Cette nouvelle a été applaudie par l'Association Internationale du Transport Aérien (IATA). "Il s'agit d'un progrès historique qui va contribuer à la fondation d'une industrie mondiale de l'aviation financièrement viable", a déclaré le directeur général de l'IATA, Giovanni Bisignani. Un accord d'autant plus attendu que les compagnies aériennes tentent de fusionner pour surmonter leurs difficultés.
"Un accord ne va pas changer la face du monde, mais c'est un signal fort pour dire que le futur de cette industrie ne pourra se réaliser que dans un environnement beaucoup plus libéral", a-t-il ajouté.
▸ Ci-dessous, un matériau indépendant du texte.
//! Output command implementation.

use anyhow::Result;

use fyrd_sched::JobKind;

use super::common::{Paths, Session};

/// Execute the output command.
pub async fn execute(paths: &Paths, query: &str, stderr: bool) -> Result<()> {
    let session = Session::open(paths).await?;
    let job = session.find(query).await?;

    if stderr {
        eprint!("{}", session.cluster.stderr(&job).await?);
        return Ok(());
    }

    print!("{}", session.cluster.stdout(&job).await?);
    if let JobKind::Function(_) = job.kind {
        let value = session.cluster.function_output(&job).await?;
        println!("{}", serde_json::to_string_pretty(&value)?);
    }
    Ok(())
}
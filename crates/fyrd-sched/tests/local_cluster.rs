//! Local Backend Integration Tests
//!
//! Runs real bash jobs through the local pool: dependencies between jobs, output
//! collection and cleanup, and persisting jobs between processes.

use std::path::Path;
use std::time::Duration;

use fyrd_sched::{
    Cluster, Config, Job, JobFilter, JobState, JsonStore, QueueType, SchedError, StateStore,
};
use serde_json::json;
use tokio::time::Instant;

fn config(dir: &Path) -> Config {
    let mut config = Config::default();
    config.queue.qtype = "local".to_string();
    config.queue.queue_update = 1;
    config.queue.sleep_len = 0;
    config.jobs.file_block_time = 1;
    config.jobs.outpath = Some(dir.join("out"));
    config.jobs.scriptpath = Some(dir.join("scripts"));
    config
}

#[tokio::test]
async fn test_dependency_chain() {
    let tmp = tempfile::tempdir().unwrap();
    let config = config(tmp.path());
    let cluster = Cluster::new(config.clone()).unwrap();
    let data = tmp.path().join("data.txt");

    let mut first = Job::script(format!("sleep 0.2; echo 21 > {}", data.display()))
        .name("produce")
        .build(&config)
        .unwrap();
    assert_eq!(first.qtype, QueueType::Local);
    cluster.submit(&mut first).await.unwrap();

    let mut second = Job::script(format!("echo $(( $(cat {}) * 2 ))", data.display()))
        .name("consume")
        .option("depends", first.queue_id.clone().unwrap())
        .build(&config)
        .unwrap();

    let output = cluster
        .get(&mut second, Some(Duration::from_secs(30)))
        .await
        .unwrap();
    assert_eq!(output.state, JobState::Completed);
    assert_eq!(output.stdout.trim(), "42");

    assert_eq!(
        cluster.wait(&mut first, None).await.unwrap(),
        JobState::Completed
    );
}

#[tokio::test]
async fn test_failed_dependency_skips_job() {
    let tmp = tempfile::tempdir().unwrap();
    let config = config(tmp.path());
    let cluster = Cluster::new(config.clone()).unwrap();

    let mut first = Job::script("exit 1").build(&config).unwrap();
    cluster.submit(&mut first).await.unwrap();

    let mut second = Job::script("echo should not run")
        .option("depends", first.queue_id.clone().unwrap())
        .build(&config)
        .unwrap();
    let state = cluster.wait(&mut second, None).await.unwrap();
    assert_eq!(state, JobState::Failed);
    assert!(!second.outfile.exists());
}

#[tokio::test]
async fn test_outputs_and_cleanup() {
    let tmp = tempfile::tempdir().unwrap();
    let config = config(tmp.path());
    let cluster = Cluster::new(config.clone()).unwrap();

    let mut job = Job::script("echo out; echo err >&2")
        .option("clean_outputs", true)
        .option("dir", tmp.path().to_string_lossy().to_string())
        .build(&config)
        .unwrap();
    assert!(job.outfile.starts_with(tmp.path().join("out")));
    assert!(job.scripts.submission.path.starts_with(tmp.path().join("scripts")));

    let output = cluster.get(&mut job, None).await.unwrap();
    assert_eq!(output.stdout, "out\n");
    assert_eq!(output.stderr, "err\n");

    assert!(!job.scripts.submission.path.exists());
    assert!(!job.outfile.exists());
    assert!(!job.errfile.exists());
}

#[tokio::test]
async fn test_store_round_trip() {
    let tmp = tempfile::tempdir().unwrap();
    let config = config(tmp.path());
    let cluster = Cluster::new(config.clone()).unwrap();

    let mut job = Job::script("echo stored").name("stored").build(&config).unwrap();
    cluster.wait(&mut job, None).await.unwrap();

    {
        let store = JsonStore::new(tmp.path().join("state")).await.unwrap();
        store.save_job(&job).await.unwrap();
    }

    let store = JsonStore::new(tmp.path().join("state")).await.unwrap();
    let found = store.find(&job.name).await.unwrap().unwrap();
    assert_eq!(found.state, JobState::Completed);
    assert_eq!(cluster.stdout(&found).await.unwrap(), "stored\n");

    let done = store
        .list_jobs(&JobFilter::default().with_states([JobState::Completed]))
        .await
        .unwrap();
    assert_eq!(done.len(), 1);
}

#[tokio::test]
async fn test_resubmit() {
    let tmp = tempfile::tempdir().unwrap();
    let config = config(tmp.path());
    let cluster = Cluster::new(config.clone()).unwrap();

    let mut job = Job::script("echo again").build(&config).unwrap();
    cluster.wait(&mut job, None).await.unwrap();
    let first_id = job.queue_id.clone();

    cluster.resubmit(&mut job).await.unwrap();
    assert_ne!(job.queue_id, first_id);
    assert_eq!(
        cluster.wait(&mut job, None).await.unwrap(),
        JobState::Completed
    );
    assert_eq!(cluster.queue_len(QueueType::Local).await.unwrap(), 0);
}

#[tokio::test]
async fn test_job_threads_size_the_pool() {
    let tmp = tempfile::tempdir().unwrap();
    let config = config(tmp.path());
    let cluster = Cluster::new(config.clone()).unwrap();
    assert!(cluster.local().is_none());

    let start = Instant::now();
    let mut jobs = Vec::new();
    for name in ["first", "second"] {
        let mut job = Job::script("sleep 0.5")
            .name(name)
            .option("threads", 1)
            .build(&config)
            .unwrap();
        cluster.submit(&mut job).await.unwrap();
        jobs.push(job);
    }
    assert_eq!(cluster.local().unwrap().threads(), 1);

    for job in &mut jobs {
        assert_eq!(cluster.wait(job, None).await.unwrap(), JobState::Completed);
    }
    // one thread runs the jobs back to back
    assert!(start.elapsed() >= Duration::from_millis(1000));
}

#[tokio::test]
async fn test_pool_size_fallbacks() {
    let tmp = tempfile::tempdir().unwrap();
    let mut config = config(tmp.path());
    config.local.threads = 2;

    let cluster = Cluster::new(config.clone()).unwrap();
    let mut job = Job::script("true").build(&config).unwrap();
    cluster.submit(&mut job).await.unwrap();
    assert_eq!(cluster.local().unwrap().threads(), 2);

    // the first local job decides, later ones share the pool
    let mut wide = Job::script("true").option("threads", 8).build(&config).unwrap();
    cluster.submit(&mut wide).await.unwrap();
    assert_eq!(cluster.local().unwrap().threads(), 2);

    config.opts.insert("threads".to_string(), json!(3));
    let cluster = Cluster::new(config.clone()).unwrap();
    let mut job = Job::script("true").build(&config).unwrap();
    cluster.submit(&mut job).await.unwrap();
    assert_eq!(cluster.local().unwrap().threads(), 3);
}

#[tokio::test]
async fn test_local_job_of_another_process() {
    let tmp = tempfile::tempdir().unwrap();
    let config = config(tmp.path());
    let owner = Cluster::new(config.clone()).unwrap();
    let other = Cluster::new(config.clone()).unwrap();

    let mut job = Job::script("sleep 5").name("elsewhere").build(&config).unwrap();
    owner.submit(&mut job).await.unwrap();
    assert_eq!(job.queue_id.as_deref(), Some("1"));

    // the same record as read back by a second process
    let mut seen = job.clone();
    assert_eq!(other.update(&mut seen).await.unwrap(), JobState::Submitted);
    assert_eq!(seen.state, JobState::Submitted);
    assert!(matches!(
        other.cancel(&mut seen).await,
        Err(SchedError::LocalJobNotOwned(_))
    ));
    assert!(matches!(
        other.wait(&mut seen, Some(Duration::from_secs(1))).await,
        Err(SchedError::LocalJobNotOwned(_))
    ));

    // a job of its own with the same local id does not change that
    let mut mine = Job::script("true").name("mine").build(&config).unwrap();
    other.submit(&mut mine).await.unwrap();
    assert_eq!(mine.queue_id, job.queue_id);
    assert_eq!(other.wait(&mut mine, None).await.unwrap(), JobState::Completed);
    assert_eq!(other.update(&mut seen).await.unwrap(), JobState::Submitted);

    owner.cancel(&mut job).await.unwrap();
    assert_eq!(job.state, JobState::Cancelled);
}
Liberté d'accès aux marchés des capitaux, liberté d'entreprise, liberté de fixation des prix des services… ces principes fondamentaux viennent remplacer des règles vieilles de 65 ans, a souligné l'association. Une réglementation le plus souvent basée sur des accords bilatéraux interdit des fusions internationales. Seule exception, le marché commun européen a permis certaines fusions, comme celle d'Air France et de KLM.

Reste que l'Union Européenne entend rester vigilante sur les problèmes de concurrence. Fin octobre, elle a transmis une série de griefs à trois compagnies composant l'alliance OneWorld. British Airways, American Airlines et Iberia pourraient pénaliser la concurrence sur un certain nombre de lignes transatlantiques, selon Bruxelles.